On the Kontsevich geometry of the combinatorial Teichm\"uller space

We study the combinatorial Teichmuller space and construct on it global coordinates, analogous to the Fenchel-Nielsen coordinates on the ordinary Teichmuller space. We prove that these coordinates form an atlas with piecewise linear transition functions, and constitute global Darboux coordinates for the Kontsevich symplectic structure on top-dimensional cells. We then set up the geometric recursion in the sense of Andersen-Borot-Orantin adapted to the combinatorial setting, which naturally produces mapping class group invariant functions on the combinatorial Teichmuller spaces. We establish a combinatorial analogue of the Mirzakhani-McShane identity fitting this framework. As applications, we obtain geometric proofs of Witten conjecture/Kontsevich theorem (Virasoro constraints for $\psi$-classes intersections) and of Norbury's topological recursion for the lattice point count in the combinatorial moduli spaces.

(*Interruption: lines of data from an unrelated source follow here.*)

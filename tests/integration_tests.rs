use arrow::record_batch::RecordBatch;
use pretty_assertions::assert_eq;
use serde_json::{json, Value};
use std::cell::Cell;
use std::rc::Rc;
use tempfile::TempDir;
use zonegrid_etl::config::{BoundingBox, PipelineSettings};
use zonegrid_etl::error::EtlError;
use zonegrid_etl::extractors::{FetchOutcome, Fetcher};
use zonegrid_etl::models::{Dataset, NormalizedRecord, WeatherRecord};
use zonegrid_etl::processors::{batch_to_records, Pipeline};
use zonegrid_etl::stores::{CsvZoneStore, InMemoryZoneStore, ZoneStore};
use zonegrid_etl::writers::{LoadOutcome, MemorySink, ParquetSink, RecordSink};

const NOW: f64 = 1_700_000_000.6;

fn fixed_clock() -> f64 {
    NOW
}

/// Answers every coordinate with the same provider payload
struct StubFetcher {
    dataset: Dataset,
    payload: Value,
    calls: Rc<Cell<usize>>,
}

impl StubFetcher {
    fn weather() -> Self {
        Self {
            dataset: Dataset::Weather,
            payload: json!({
                "coord": { "lon": -99.1, "lat": 19.5 },
                "main": { "temp": 15.2, "humidity": 60, "pressure": 101300 },
                "name": "Mexico City"
            }),
            calls: Rc::new(Cell::new(0)),
        }
    }

    fn air_quality() -> Self {
        Self {
            dataset: Dataset::AirQuality,
            payload: json!({
                "list": [{
                    "main": { "aqi": 2 },
                    "components": {
                        "co": 201.94, "no": 0.02, "no2": 0.77, "o3": 68.66,
                        "so2": 0.64, "pm2_5": 0.5, "pm10": 0.54, "nh3": 0.12
                    },
                    "dt": 1_700_000_000
                }]
            }),
            calls: Rc::new(Cell::new(0)),
        }
    }
}

impl Fetcher for StubFetcher {
    fn dataset(&self) -> Dataset {
        self.dataset
    }

    fn fetch(&self, _latitude: f64, _longitude: f64) -> FetchOutcome {
        self.calls.set(self.calls.get() + 1);
        FetchOutcome::Success(self.payload.clone())
    }
}

fn two_by_two(target: Dataset) -> PipelineSettings {
    PipelineSettings {
        bounds: BoundingBox {
            max_lat: 19.55,
            min_lat: 19.45,
            max_lon: -99.05,
            min_lon: -99.15,
        },
        grid_size: 0.05,
        target,
        ..PipelineSettings::default()
    }
}

#[test]
fn test_two_by_two_grid_loads_four_weather_rows() {
    let weather = StubFetcher::weather();
    let weather_calls = Rc::clone(&weather.calls);
    let air = StubFetcher::air_quality();
    let air_calls = Rc::clone(&air.calls);

    let mut pipeline = Pipeline::new(
        two_by_two(Dataset::Weather),
        InMemoryZoneStore::new(),
        MemorySink::new(),
    )
    .with_fetcher(weather)
    .with_fetcher(air)
    .with_clock(fixed_clock);

    let report = pipeline.run().unwrap();

    assert_eq!(weather_calls.get(), 4);
    assert_eq!(air_calls.get(), 4);
    assert_eq!(report.samples, 4);
    assert_eq!(report.transformed, 4);
    assert_eq!(report.discarded(), 0);

    let (store, sink) = pipeline.into_parts();
    assert_eq!(sink.loads().len(), 1);
    let (dataset, batch) = &sink.loads()[0];
    assert_eq!(*dataset, Dataset::Weather);
    assert_eq!(batch.num_rows(), 4);

    let mut zone_ids: Vec<u64> = store.zones().iter().map(|z| z.id).collect();
    zone_ids.sort_unstable();

    let mut loaded = batch_to_records(batch).unwrap();
    let expected: Vec<NormalizedRecord> = zone_ids
        .iter()
        .map(|&zone_id| {
            NormalizedRecord::Weather(WeatherRecord {
                zone_id,
                recorded_at: 1_700_000_000,
                temperature: 15.2,
                humidity: 60.0,
                pressure: 101300.0,
            })
        })
        .collect();

    loaded.sort_by_key(|r| r.zone_id());
    assert_eq!(loaded, expected);
}

#[test]
fn test_air_quality_target_reads_its_own_payload() {
    let mut pipeline = Pipeline::new(
        two_by_two(Dataset::AirQuality),
        InMemoryZoneStore::new(),
        MemorySink::new(),
    )
    .with_fetcher(StubFetcher::weather())
    .with_fetcher(StubFetcher::air_quality())
    .with_clock(fixed_clock);

    let report = pipeline.run().unwrap();
    assert_eq!(report.transformed, 4);

    let (dataset, batch) = &pipeline.sink().loads()[0];
    assert_eq!(*dataset, Dataset::AirQuality);
    let records = batch_to_records(batch).unwrap();
    assert!(records.iter().all(|r| r.as_air_quality().map(|a| a.co) == Some(201.94)));
}

#[test]
fn test_rerun_reuses_registered_zones() {
    let dir = TempDir::new().unwrap();
    let zones_file = dir.path().join("zones.csv");

    let mut first = Pipeline::new(
        two_by_two(Dataset::Weather),
        CsvZoneStore::new(&zones_file),
        MemorySink::new(),
    )
    .with_fetcher(StubFetcher::weather())
    .with_clock(fixed_clock);
    let first_report = first.run().unwrap();
    assert_eq!(first_report.zones_inserted, 4);

    let mut second = Pipeline::new(
        two_by_two(Dataset::Weather),
        CsvZoneStore::new(&zones_file),
        MemorySink::new(),
    )
    .with_fetcher(StubFetcher::weather())
    .with_clock(fixed_clock);
    let second_report = second.run().unwrap();

    assert_eq!(second_report.zones_existing, 4);
    assert_eq!(second_report.zones_inserted, 0);
    assert_eq!(CsvZoneStore::new(&zones_file).read_all().unwrap().len(), 4);
}

#[test]
fn test_missing_source_payload_is_fatal_when_nothing_transforms() {
    // only the air-quality source answers, so no sample has a weather payload
    let mut pipeline = Pipeline::new(
        two_by_two(Dataset::Weather),
        InMemoryZoneStore::new(),
        MemorySink::new(),
    )
    .with_fetcher(StubFetcher::air_quality())
    .with_clock(fixed_clock);

    let result = pipeline.run();
    assert!(matches!(result, Err(EtlError::NothingTransformed(_))));
    assert!(pipeline.sink().loads().is_empty());
}

#[test]
fn test_unreachable_registry_aborts_before_extraction() {
    let weather = StubFetcher::weather();
    let calls = Rc::clone(&weather.calls);

    let mut pipeline = Pipeline::new(
        two_by_two(Dataset::Weather),
        InMemoryZoneStore::offline(),
        MemorySink::new(),
    )
    .with_fetcher(weather);

    assert!(matches!(pipeline.run(), Err(EtlError::Connectivity { .. })));
    assert_eq!(calls.get(), 0);
}

#[test]
fn test_parquet_load_round_trip() {
    let dir = TempDir::new().unwrap();
    let output_dir = dir.path().join("output");
    let zones_file = dir.path().join("data").join("zones.csv");

    let mut settings = two_by_two(Dataset::Weather);
    settings.zones_file = zones_file.clone();
    settings.output_dir = output_dir.clone();

    let store = CsvZoneStore::new(&zones_file);
    store.probe().unwrap();
    let sink = ParquetSink::new(&output_dir).with_compression("zstd").unwrap();

    let mut pipeline = Pipeline::new(settings, store, sink)
        .with_fetcher(StubFetcher::weather())
        .with_clock(fixed_clock);
    let report = pipeline.run().unwrap();
    assert!(report.check_load().is_ok());

    let location = report.load.as_ref().and_then(|o| o.location.clone()).unwrap();
    assert!(location.starts_with(&output_dir));
    assert!(location
        .file_name()
        .unwrap()
        .to_string_lossy()
        .starts_with("weather-"));

    let info = pipeline.sink().get_file_info(&location).unwrap();
    assert_eq!(info.total_rows, 4);

    let rows: usize = pipeline
        .sink()
        .read_batches(&location, 100)
        .unwrap()
        .iter()
        .map(|b| batch_to_records(b).unwrap().len())
        .sum();
    assert_eq!(rows, 4);
}

#[test]
fn test_back_to_back_runs_write_separate_files() {
    let dir = TempDir::new().unwrap();
    let output_dir = dir.path().join("output");

    let mut locations = Vec::new();
    for _ in 0..2 {
        let mut pipeline = Pipeline::new(
            two_by_two(Dataset::Weather),
            InMemoryZoneStore::new(),
            ParquetSink::new(&output_dir),
        )
        .with_fetcher(StubFetcher::weather())
        .with_clock(fixed_clock);

        let report = pipeline.run().unwrap();
        assert!(report.check_load().is_ok());
        locations.push(report.load.and_then(|o| o.location).unwrap());
    }

    assert_ne!(locations[0], locations[1]);
    assert_eq!(std::fs::read_dir(&output_dir).unwrap().count(), 2);
}

/// Probes a writable directory but loads into a path beneath a regular file
struct BlockedParquetSink {
    reachable: ParquetSink,
    blocked: ParquetSink,
}

impl RecordSink for BlockedParquetSink {
    fn probe(&self) -> zonegrid_etl::Result<()> {
        self.reachable.probe()
    }

    fn load(&mut self, dataset: Dataset, batch: &RecordBatch) -> zonegrid_etl::Result<LoadOutcome> {
        self.blocked.load(dataset, batch)
    }
}

#[test]
fn test_failed_parquet_write_is_reported_per_table() {
    let dir = TempDir::new().unwrap();
    let occupied = dir.path().join("occupied");
    std::fs::write(&occupied, b"not a directory").unwrap();

    let sink = BlockedParquetSink {
        reachable: ParquetSink::new(dir.path().join("output")),
        blocked: ParquetSink::new(occupied.join("output")),
    };
    let mut pipeline = Pipeline::new(two_by_two(Dataset::Weather), InMemoryZoneStore::new(), sink)
        .with_fetcher(StubFetcher::weather())
        .with_clock(fixed_clock);

    let report = pipeline.run().unwrap();
    assert_eq!(report.zones_inserted, 4);
    assert_eq!(report.load, Some(LoadOutcome::new(Dataset::Weather, 0, 4)));
    assert!(report.generate_summary().contains("Loaded into weather: 0 row(s), 4 failed"));
    assert!(matches!(
        report.check_load(),
        Err(EtlError::LoadFailed { failed: 4, .. })
    ));
}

These proofs arise now as part of a unified theory and proceed in perfect parallel to Mirzakhani's proof of topological recursion for the Weil-Petersson volumes. We move on to the study of the spine construction and the associated rescaling flow on the Teichmuller space. We strengthen former results of Mondello and Do on the convergence of this flow. In particular, we prove convergence of hyperbolic Fenchel-Nielsen coordinates to the combinatorial ones with some uniformity. This allows us to effectively carry natural constructions on the Teichmuller space to their analogues in the combinatorial spaces. For instance, we obtain the piecewise linear structure on the combinatorial Teichmuller space as the limit of the smooth structure on the Teichmuller space. To conclude, we provide further applications to the enumerative geometry of multicurves, Masur-Veech volumes and measured foliations in the combinatorial setting.